When students tackle Shakespeare’s plays in their English classes, they often do so with trepidation. Anxious thoughts abound, such as “Will I understand the language?” or “How will I know what’s going on?” For students in Danny Robles’ 9th-grade English class, however, these fears were assuaged when Mr. Robles invited the class to put down their pencils, push back their chairs, and get the Shakespearean language “on its feet.”

Mr. Robles introduced an exercise of tableaux, an active-learning technique he first encountered at teaching conferences early in his career. Small groups of students are each assigned a short passage from a scene and, together, choose a single line that captures the emotional core of that moment. They speak that line in unison and then freeze, arranging themselves into a tableau, a silent stage picture that communicates the power dynamics, relationships, and emotions without uttering a single word. “They weren’t just reading the scene,” Mr. Robles reflected. “They had to figure out, ‘Why are you over there?’ Or, ‘Why is that character here?’ I saw them like going back into the text, which is the perfect marriage: going into the text and then realizing what that text looks like.”

The class was working through act 2, scenes 3 and 4 of Macbeth. These are charged scenes in which Duncan’s murder is discovered and the Macbeths must feign their shock (and innocence) before a crowd of witnesses. It is a scene built on dramatic irony. The audience knows everything but the other characters do not, and the tension is palpable. Mr. Robles wanted students to feel that tension in their bodies, not just recognize it on the page. 

Using his own theater background, Mr. Robles demonstrated for his class what these tableaux could look like. Along with three student volunteers, he used the scene when Macbeth encounters the three witches to build different stage pictures. “Notice how the power dynamic changes depending on where we stand?” he asked the class. “That can change the story entirely.”

The small groups then worked through their assigned passages in chronological order, so the class experienced the story as a wordless visual progression: Duncan on the floor, Lady Macbeth staging her distracting faint, and Macbeth addressing the room with authority. The frozen images traced the arc of the scene with vivid imagery.

In the class that followed the tableaux exercise, Mr. Robles noticed students engaging with the text differently, with a layer of understanding rooted in having inhabited the language rather than simply read or analyzed it.
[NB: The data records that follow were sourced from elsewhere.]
//! Test client for the realtime channel.
//!
//! Speaks the JSON event protocol over a real WebSocket. Events are handled
//! as raw `serde_json::Value`s so tests assert on the wire shape directly.

use futures_util::{SinkExt, StreamExt};
use serde_json::{Value, json};
use std::time::Duration;
use tokio::net::TcpStream;
use tokio_tungstenite::tungstenite::Message;
use tokio_tungstenite::{MaybeTlsStream, WebSocketStream, connect_async};

const RECV_TIMEOUT: Duration = Duration::from_secs(5);

/// A connected realtime test client.
pub struct TestClient {
    ws: WebSocketStream<MaybeTlsStream<TcpStream>>,
}

impl TestClient {
    /// Open a WebSocket to the server.
    pub async fn connect(url: &str) -> anyhow::Result<Self> {
        let (ws, _) = connect_async(url).await?;
        Ok(Self { ws })
    }

    /// Send one event frame.
    pub async fn send(&mut self, event: Value) -> anyhow::Result<()> {
        self.ws.send(Message::Text(event.to_string())).await?;
        Ok(())
    }

    /// Join a project section, seeding the section cache with `content`.
    pub async fn join(
        &mut self,
        project_id: &str,
        user_id: &str,
        name: &str,
        section_id: &str,
        content: &str,
    ) -> anyhow::Result<()> {
        self.send(json!({
            "type": "join",
            "projectId": project_id,
            "userId": user_id,
            "name": name,
            "email": null,
            "sectionId": section_id,
            "content": content,
        }))
        .await
    }

    /// Leave the session cleanly.
    pub async fn leave(&mut self) -> anyhow::Result<()> {
        self.send(json!({ "type": "leave" })).await
    }

    /// Read events until one matches the predicate, returning it. Other
    /// events are discarded. Fails after five seconds.
    pub async fn recv_until(
        &mut self,
        mut pred: impl FnMut(&Value) -> bool,
    ) -> anyhow::Result<Value> {
        let deadline = tokio::time::Instant::now() + RECV_TIMEOUT;
        loop {
            let remaining = deadline.saturating_duration_since(tokio::time::Instant::now());
            let frame = tokio::time::timeout(remaining, self.ws.next())
                .await
                .map_err(|_| anyhow::anyhow!("timed out waiting for event"))?;
            match frame {
                Some(Ok(Message::Text(text))) => {
                    let event: Value = serde_json::from_str(&text)?;
                    if pred(&event) {
                        return Ok(event);
                    }
                }
                Some(Ok(_)) => continue,
                Some(Err(e)) => return Err(e.into()),
                None => anyhow::bail!("connection closed"),
            }
        }
    }

    /// Read events until one with the given `type` tag arrives.
    pub async fn recv_type(&mut self, event_type: &str) -> anyhow::Result<Value> {
        self.recv_until(|e| e["type"] == event_type).await
    }
}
The exercise asked students to think like an actor or a director: to consider motivation, psychology, and relationship, and then make all of those things visible. 

This tableaux work is scaffolding for the unit’s culminating project in which student groups choose a full scene from Macbeth and develop a complete directorial vision for it. They write a portfolio pitch explaining their choices, memorize their lines, bring in props, and film a final performance to be screened for the whole class. 

Each piece of this unit’s scaffold traces back to the philosophy Mr. Robles learned in workshops he attended early in his career co-sponsored by the Folder Shakespeare Library and the Royal Shakespeare Company. These prolific institutions posit that Shakespeare’s text cannot be fully accessed from behind a desk or on the page. The plays were written to be performed and people are able to understand them most fully when they stand up and say the words aloud. 

“It gives students a chance to take ownership of their learning,” Mr. Robles said. “It’s fun for me, too, because it’s always going to be a different interpretation. It’s funny, it’s fun, and it’s crucial for true learning and understanding of Shakespeare.” For students, stepping inside the text proved a valuable experience, showcasing that embodying your learning can be a path to the most powerful understanding.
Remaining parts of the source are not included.